## [EXERCISE INSTRUCTIONS]
Please output each line of the data exactly as it appears.

**** DATASET

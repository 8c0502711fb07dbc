//! Plain-text rendering of records and errors for terminals.

use std::fmt::Write;

use crate::error::PokedexError;
use crate::types::SpeciesRecord;

/// Base stats shown, in display order.
const STAT_LABELS: &[(&str, &str)] = &[
    ("hp", "HP"),
    ("attack", "Attack"),
    ("defense", "Defense"),
    ("special-attack", "Sp. Atk"),
    ("special-defense", "Sp. Def"),
    ("speed", "Speed"),
];

/// Highest base stat any Pokémon has; bars are scaled against it.
const MAX_STAT: u32 = 255;
const BAR_WIDTH: usize = 30;

const RETRY_HINT: &str = "Try again with a clear image of a Pokémon.";

/// Render a record as a multi-line text card.
pub fn render_record(record: &SpeciesRecord) -> String {
    let mut out = String::new();

    let _ = writeln!(out, "== {} ==", display_name(&record.name));
    if let Some(sprite) = &record.sprite {
        let _ = writeln!(out, "Artwork:   {}", sprite);
    }
    let _ = writeln!(out, "Types:     {}", join_display(&record.types));
    let _ = writeln!(out, "Height:    {:.1}m", record.height_m());
    let _ = writeln!(out, "Weight:    {:.1}kg", record.weight_kg());
    let _ = writeln!(out, "Abilities: {}", join_display(&record.abilities));
    let _ = writeln!(out);
    let _ = writeln!(out, "Base Stats");

    for (key, label) in STAT_LABELS {
        let value = record.stat(key).unwrap_or(0);
        let _ = writeln!(out, "{:<8} {:>3} {}", label, value, stat_bar(value));
    }

    out
}

/// Render a pipeline error as a short message, with a retry hint for
/// "nothing recognised" outcomes.
pub fn render_error(err: &PokedexError) -> String {
    if err.is_user_recoverable() {
        format!("No Pokémon found: {}\n{}", err, RETRY_HINT)
    } else {
        format!("Error: {}", err)
    }
}

/// Render a record as pretty-printed JSON.
pub fn render_json(record: &SpeciesRecord) -> serde_json::Result<String> {
    serde_json::to_string_pretty(record)
}

fn stat_bar(value: u32) -> String {
    let filled = (value.min(MAX_STAT) as usize * BAR_WIDTH + MAX_STAT as usize / 2) / MAX_STAT as usize;
    format!("[{}{}]", "#".repeat(filled), ".".repeat(BAR_WIDTH - filled))
}

/// `mr-mime` → `Mr-Mime`
fn display_name(name: &str) -> String {
    name.split('-')
        .map(capitalize)
        .collect::<Vec<_>>()
        .join("-")
}

fn capitalize(word: &str) -> String {
    let mut chars = word.chars();
    match chars.next() {
        Some(first) => first.to_uppercase().chain(chars).collect(),
        None => String::new(),
    }
}

fn join_display(items: &[String]) -> String {
    if items.is_empty() {
        return "-".to_string();
    }
    items
        .iter()
        .map(|s| display_name(s))
        .collect::<Vec<_>>()
        .join(", ")
}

********

## [THE COMPLETED TASK]
repository 8c0502711fb07dbc
//! Plain-text rendering of records and errors for terminals.

use std::fmt::Write;

use crate::error::PokedexError;
use crate::types::SpeciesRecord;

/// Base stats shown, in display order.
const STAT_LABELS: &[(&str, &str)] = &[
    ("hp", "HP"),
    ("attack", "Attack"),
    ("defense", "Defense"),
    ("special-attack", "Sp. Atk"),
    ("special-defense", "Sp. Def"),
    ("speed", "Speed"),
];

/// Highest base stat any Pokémon has; bars are scaled against it.
const MAX_STAT: u32 = 255;
const BAR_WIDTH: usize = 30;

const RETRY_HINT: &str = "Try again with a clear image of a Pokémon.";

/// Render a record as a multi-line text card.
pub fn render_record(record: &SpeciesRecord) -> String {
    let mut out = String::new();

    let _ = writeln!(out, "== {} ==", display_name(&record.name));
    if let Some(sprite) = &record.sprite {
        let _ = writeln!(out, "Artwork:   {}", sprite);
    }
    let _ = writeln!(out, "Types:     {}", join_display(&record.types));
    let _ = writeln!(out, "Height:    {:.1}m", record.height_m());
    let _ = writeln!(out, "Weight:    {:.1}kg", record.weight_kg());
    let _ = writeln!(out, "Abilities: {}", join_display(&record.abilities));
    let _ = writeln!(out);
    let _ = writeln!(out, "Base Stats");

    for (key, label) in STAT_LABELS {
        let value = record.stat(key).unwrap_or(0);
        let _ = writeln!(out, "{:<8} {:>3} {}", label, value, stat_bar(value));
    }

    out
}

/// Render a pipeline error as a short message, with a retry hint for
/// "nothing recognised" outcomes.
pub fn render_error(err: &PokedexError) -> String {
    if err.is_user_recoverable() {
        format!("No Pokémon found: {}\n{}", err, RETRY_HINT)
    } else {
        format!("Error: {}", err)
    }
}

/// Render a record as pretty-printed JSON.
pub fn render_json(record: &SpeciesRecord) -> serde_json::Result<String> {
    serde_json::to_string_pretty(record)
}

fn stat_bar(value: u32) -> String {
    let filled = (value.min(MAX_STAT) as usize * BAR_WIDTH + MAX_STAT as usize / 2) / MAX_STAT as usize;
    format!("[{}{}]", "#".repeat(filled), ".".repeat(BAR_WIDTH - filled))
}

/// `mr-mime` → `Mr-Mime`
fn display_name(name: &str) -> String {
    name.split('-')
        .map(capitalize)
        .collect::<Vec<_>>()
        .join("-")
}

fn capitalize(word: &str) -> String {
    let mut chars = word.chars();
    match chars.next() {
        Some(first) => first.to_uppercase().chain(chars).collect(),
        None => String::new(),
    }
}

fn join_display(items: &[String]) -> String {
    if items.is_empty() {
        return "-".to_string();
    }
    items
        .iter()
        .map(|s| display_name(s))
        .collect::<Vec<_>>()
        .join(", ")
}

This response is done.